Манфред Лорд ушел, очень довольный собой. Он все продумал заранее. И ничего не забыл. Кроме одного — взять Веренино письмо.

13

Это правда, вся правда. Это — то, что произошло. Мы ни о чем не умолчали. Выше мы сказали, что у зрителя поединка есть шанс узнать правду. Но, разумеется, нет шанса победить.

Манфред Лорд, пообещавший рассказать Харденбергу и Лазарусу всю правду, рассказал не все. И это можно понять. Он не был зрителем. Манфред Лорд был, если позволительно такое сравнение, на ринге. Он боролся. У него был шанс победить — имея на своей стороне такую женщину, как Верена. Он испытывал раскаяние за то, как поступил с Оливером, за то, что так избил его. В этом он признался…
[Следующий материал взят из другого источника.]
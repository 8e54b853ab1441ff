//! Per-document pipeline and batch assembly.
//!
//! For each document the engine splits the sentinel sections, parses the
//! user story, extracts topics from the goal and the acceptance criteria,
//! matches the two concept sets, scores completeness, and reprojects the
//! matches onto both token sequences. Documents are independent and
//! side-effect-free, so the batch runs in parallel while the response
//! preserves request order. A single document's parse or extraction failure
//! is logged and skipped; it never aborts the batch.
//!
//! ## Submodules
//!
//! - [`payload`] — request/response wire types

pub mod payload;

use crate::alignment::AlignmentBuilder;
use crate::errors::Result;
use crate::extraction::TopicExtractor;
use crate::lexicon::{LexicalCache, LexicalTaxonomy};
use crate::matcher::{GreedyMatcher, MatchContext, MatchOutcome, MatchPolicy, WordPools};
use crate::scoring::score_completeness;
use crate::story::{split_sections, UserStory};
use crate::types::{CalculationParams, ExtractionResult, Topic};
use rayon::prelude::*;
use tracing::{debug, info, warn};

pub use payload::{
    BatchRequest, BatchResponse, Dataset, Document, DocumentResult, Metrics, TopicsSection,
};

// ============================================================================
// Per-document result
// ============================================================================

/// The assembled result for one document.
///
/// Immutable once produced. The completeness score is always in [0, 1] and
/// never NaN; the matching map's keys are a subset of the user-story topics.
#[derive(Debug, Clone)]
pub struct CompletenessResult {
    /// The document id
    pub id: u64,
    /// The parsed user story
    pub story: UserStory,
    /// The acceptance-criteria text
    pub criteria_text: String,
    /// Completeness score
    pub completeness: f64,
    /// The matching map and pool counts
    pub outcome: MatchOutcome,
    /// User-story topics, offsets relocated into the full story text
    pub us_topics: Vec<Topic>,
    /// Acceptance-criteria topics
    pub ac_topics: Vec<Topic>,
}

impl CompletenessResult {
    /// Render into the wire shape, building both alignment sides.
    pub fn into_document_result(self) -> DocumentResult {
        let story_text = self.story.text();
        let mapping =
            AlignmentBuilder::source_side(&story_text, &self.us_topics, &self.outcome).build();
        let ac_mapping =
            AlignmentBuilder::target_side(&self.criteria_text, &self.ac_topics, &self.outcome)
                .build();

        DocumentResult {
            id: self.id,
            user_story_goal: self.story.goal().to_string(),
            user_story_text: story_text,
            acceptance_criteria_text: self.criteria_text,
            completeness: self.completeness,
            mapping,
            ac_mapping,
            user_story_topics: self.us_topics.iter().map(|t| t.text().to_string()).collect(),
            acceptance_criteria_topics: self
                .ac_topics
                .iter()
                .map(|t| t.text().to_string())
                .collect(),
        }
    }
}

// ============================================================================
// Engine
// ============================================================================

/// The completeness engine, generic over its two external collaborators.
///
/// The matching policy is pluggable; [`GreedyMatcher`] is the default.
pub struct CompletenessEngine<E, T> {
    extractor: E,
    taxonomy: T,
    policy: Box<dyn MatchPolicy + Send + Sync>,
}

impl<E, T> CompletenessEngine<E, T>
where
    E: TopicExtractor + Sync,
    T: LexicalTaxonomy + Sync,
{
    /// Create an engine with the default greedy matching policy
    pub fn new(extractor: E, taxonomy: T) -> Self {
        Self {
            extractor,
            taxonomy,
            policy: Box::new(GreedyMatcher),
        }
    }

    /// Builder method: replace the matching policy
    pub fn with_policy(mut self, policy: impl MatchPolicy + Send + Sync + 'static) -> Self {
        self.policy = Box::new(policy);
        self
    }

    /// Process one document end to end.
    ///
    /// No state survives this call: the lexical cache is created here and
    /// dropped here, never shared across documents.
    pub fn process_document(
        &self,
        document: &Document,
        params: &CalculationParams,
    ) -> Result<CompletenessResult> {
        let (story_text, criteria_text) = split_sections(&document.text)?;
        let story = UserStory::parse(&story_text)?;

        // Goal-local offsets are shifted into the full story text; criteria
        // offsets are already local to the criteria text.
        let us_extraction = self
            .extractor
            .extract(story.goal())?
            .shifted(story.goal_start());
        let ac_extraction: ExtractionResult = self.extractor.extract(&criteria_text)?;

        let mut cache = LexicalCache::new();
        let us_pools = WordPools::build(&us_extraction, &self.taxonomy, &mut cache);
        let ac_pools = WordPools::build(&ac_extraction, &self.taxonomy, &mut cache);
        debug!(
            id = document.id,
            lookups = cache.misses(),
            cached = cache.hits(),
            "lexical resolution finished"
        );

        let outcome = self.policy.match_pools(&MatchContext {
            source: &us_pools,
            target: &ac_pools,
            source_topics: us_extraction.topics(),
            target_topics: ac_extraction.topics(),
            taxonomy: &self.taxonomy,
            threshold_depth: params.threshold_depth,
        });
        let completeness = score_completeness(&outcome, params);

        Ok(CompletenessResult {
            id: document.id,
            story,
            criteria_text,
            completeness,
            outcome,
            us_topics: us_extraction.topics().to_vec(),
            ac_topics: ac_extraction.topics().to_vec(),
        })
    }

    /// Process a batch, isolating per-document failures.
    ///
    /// Documents are processed in parallel; the response preserves request
    /// order. Failed documents are skipped with a warning and counted in
    /// `metrics.error_count`.
    pub fn run_batch(&self, request: &BatchRequest) -> BatchResponse {
        info!(
            documents = request.dataset.documents.len(),
            mode = ?request.params.mode,
            "processing batch"
        );

        let results: Vec<Result<CompletenessResult>> = request
            .dataset
            .documents
            .par_iter()
            .map(|document| self.process_document(document, &request.params))
            .collect();

        let mut completeness_results = Vec::with_capacity(results.len());
        let mut error_count = 0usize;
        let mut sum_completeness = 0.0f64;

        for (document, result) in request.dataset.documents.iter().zip(results) {
            match result {
                Ok(result) => {
                    sum_completeness += result.completeness;
                    completeness_results.push(result.into_document_result());
                }
                Err(err) => {
                    warn!(id = document.id, %err, "document skipped");
                    error_count += 1;
                }
            }
        }

        let avg_completeness = if completeness_results.is_empty() {
            0.0
        } else {
            sum_completeness / completeness_results.len() as f64
        };

        BatchResponse {
            metrics: Metrics {
                avg_completeness,
                error_count,
            },
            topics: TopicsSection {
                completeness_results,
            },
        }
    }

    /// JSON-body convenience wrapper: parse, validate, run, serialize.
    ///
    /// Request-shape failures are fatal and returned as errors before any
    /// document is processed.
    pub fn run_json(&self, body: &str) -> Result<String> {
        let request = BatchRequest::from_json(body)?;
        self.run_batch(&request).to_json()
    }
}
— Признаю, что поступил варварски и достойно презрения, — сказал Манфред Лорд, — но полагаю, что могу рассчитывать на понимание прежде всего у мужчин, если учесть, как долго я вынужден был все это терпеть.

— Это дело вкуса, — возразил Харденберг. — И данный вопрос интересует меня меньше, чем другой.

— Какой именно?

— В своем романе Оливер Мансфельд рассказывает о сфотографированных книжных страницах с проколотыми буквами, которые явно содержали зашифрованные сообщения. Он пишет, что вы давали ему с собой такого рода книги, когда он летал в Эхтернах, и что отец со своей стороны тоже давал ему подобные же книги, когда Оливер возвращался.

— Это чистейшая ложь.

— А что скажете вы, милостивая государыня?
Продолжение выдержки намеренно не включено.